Before my braces I had the teeth you'd find on a mould made off the bite marks on the body of a burnt up hooker. Sideways. Crooked. On top of eachother. I had to get four teeth removed just to get braces. I was mostly a goblin child and I didn't notice or care. My mouth was the hole you aimed for when you were pouring pixie stix at your face.
While I had braces I hated them. The tightening which made you feel like your teeth were suddenly made of Jelly and covered in individually fitted snowsuits. Pieces of wire digging into my lips and cheeks. There was something foreign controlling my body, distorting it and taking up space and it made me long for once for the perfection that was my body originally, the feeling that I didn't have a pound of extra wreckage in my mouth.

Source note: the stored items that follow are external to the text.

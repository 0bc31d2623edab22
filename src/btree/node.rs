// Copyright 2025 Vivian Voss. Licensed under the Apache License, Version 2.0.
// SPDX-License-Identifier: Apache-2.0

//! The in-memory projection of a block: an ordered Pair list plus an
//! ordered list of child block ids.
//!
//! ```text
//! offset   0: block_id            u64 LE
//! offset   8: leaf_count (P)      u64 LE  (# Pairs in this node)
//! offset  16: child_count (C)     u64 LE  (# child block ids; 0 if leaf)
//! offset  24: pairs               P x 137 bytes
//! offset  24 + P*137: child_ids   C x 8 bytes
//! ```

use crate::error::{Error, Result};
use crate::pair::{Pair, PAIR_SIZE};

/// Fixed size, in bytes, of a block on disk.
pub const BLOCK_SIZE: usize = 4096;

const HEADER_SIZE: usize = 24;

/// Maximum number of Pairs a node may hold before it overflows.
///
/// An internal node with `n` Pairs carries `n + 1` 8-byte child ids, so
/// it is the tighter of the two shapes: `24 + n*137 + (n+1)*8 <= 4096`
/// bounds `n` at 28, one less than a leaf (`24 + n*137 <= 4096` allows
/// 29). A single node-wide threshold is used for both shapes so that
/// `overflows()` applies uniformly regardless of whether the node is a
/// leaf, which means 28 is the only value that keeps every node's
/// encoded form inside one block.
pub const MAX_LEAF_SIZE: usize = 28;

/// A single B-tree node, reconstituted on demand from its block.
///
/// A node is a leaf iff `children` is empty. Pairs are kept in ascending
/// key order; for an internal node with `n` Pairs there are `n + 1`
/// children, `children[i]` rooted strictly below `pairs[i].key` and
/// `children[i + 1]` strictly above it.
#[derive(Debug, Clone, PartialEq, Eq)]
pub struct Node {
    pub id: u64,
    pub pairs: Vec<Pair>,
    pub children: Vec<u64>,
}

impl Node {
    pub fn new_leaf(id: u64) -> Self {
        Self { id, pairs: Vec::new(), children: Vec::new() }
    }

    pub fn is_leaf(&self) -> bool {
        self.children.is_empty()
    }

    /// True once an insert has pushed this node past `MAX_LEAF_SIZE` Pairs.
    pub fn overflows(&self) -> bool {
        self.pairs.len() > MAX_LEAF_SIZE
    }

    /// Packs this node into a 4096-byte block. All bytes past the live
    /// payload are zero.
    pub fn encode(&self) -> Result<[u8; BLOCK_SIZE]> {
        let leaf_count = self.pairs.len();
        let child_count = self.children.len();
        let payload = HEADER_SIZE + leaf_count * PAIR_SIZE + child_count * 8;
        if payload > BLOCK_SIZE {
            return Err(Error::Corrupt {
                block_id: self.id,
                reason: format!(
                    "{} pairs and {} children would need {} bytes, block holds {}",
                    leaf_count, child_count, payload, BLOCK_SIZE
                ),
            });
        }

        let mut buf = [0u8; BLOCK_SIZE];
        buf[0..8].copy_from_slice(&self.id.to_le_bytes());
        buf[8..16].copy_from_slice(&(leaf_count as u64).to_le_bytes());
        buf[16..24].copy_from_slice(&(child_count as u64).to_le_bytes());

        let mut offset = HEADER_SIZE;
        for pair in &self.pairs {
            buf[offset..offset + PAIR_SIZE].copy_from_slice(&pair.encode());
            offset += PAIR_SIZE;
        }
        for &child in &self.children {
            buf[offset..offset + 8].copy_from_slice(&child.to_le_bytes());
            offset += 8;
        }
        Ok(buf)
    }

    /// Unpacks a node from a 4096-byte block, rejecting counters that
    /// could not have come from a well-formed write.
    pub fn decode(bytes: &[u8; BLOCK_SIZE]) -> Result<Self> {
        let id = u64::from_le_bytes(bytes[0..8].try_into().unwrap());
        let leaf_count = u64::from_le_bytes(bytes[8..16].try_into().unwrap()) as usize;
        let child_count = u64::from_le_bytes(bytes[16..24].try_into().unwrap()) as usize;

        if leaf_count > MAX_LEAF_SIZE || (child_count != 0 && child_count != leaf_count + 1) {
            return Err(Error::Corrupt {
                block_id: id,
                reason: format!(
                    "leaf_count={} child_count={} is not a valid node shape",
                    leaf_count, child_count
                ),
            });
        }
        let payload = HEADER_SIZE + leaf_count * PAIR_SIZE + child_count * 8;
        if payload > BLOCK_SIZE {
            return Err(Error::Corrupt {
                block_id: id,
                reason: format!("declared payload {} exceeds block size", payload),
            });
        }

        let mut offset = HEADER_SIZE;
        let mut pairs = Vec::with_capacity(leaf_count);
        for _ in 0..leaf_count {
            let chunk: [u8; PAIR_SIZE] = bytes[offset..offset + PAIR_SIZE].try_into().unwrap();
            pairs.push(Pair::decode(&chunk).map_err(|e| Error::Corrupt {
                block_id: id,
                reason: e.to_string(),
            })?);
            offset += PAIR_SIZE;
        }
        let mut children = Vec::with_capacity(child_count);
        for _ in 0..child_count {
            children.push(u64::from_le_bytes(bytes[offset..offset + 8].try_into().unwrap()));
            offset += 8;
        }
        Ok(Self { id, pairs, children })
    }
}

#[cfg(test)]
#[path = "node_test.rs"]
mod node_test;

The day I got my braces off I ate a banana to see if it tasted different. It tasted the same but for the first time I appreciated the mouth around the banana and what it could do to it.
After that I took one of the greatest steps towards my adulthood: I started to brush and floss my teeth not because you are supposed to but because I finally realized my mouth is awesome and part of me and it deserves to kick just as much ass as it was made to. Put your tongue in someone else's and there's always the chance, even with the prettiest girl, it'll feel like a cold wet hole full of broken glass and a slug but god it's safe and amazing, smooth and just the right temperature in your own mouth.
Before my braces came off I never cared about bettering any part of myself and was never proud of the natural ease and small wonders which constantly exist in it.
Basically braces taught me to love myself.
try to top that baby



4 Comments:
Unfortunately for me, my braces were followed by several other peices of orthodontic apparel. I suppose this means that the best day of my life will likely continue to elude me until I have a serious sit-down and think about it session. Until that time I will probably just content myself with creating amusing t-shirt designs at the request of my sister.
cam, i'm glad you love you 'cos i love you too.
(rhyming!)
go summer reading!
tear.
I could have had a braces story to tell but I fell off my bike when I was young smashing my teeth into bits and shards of bone on the pavement. The reconstruction after thus fixed the look of my mouth. It's easier when the canvass is blank. This was enjoyable to read.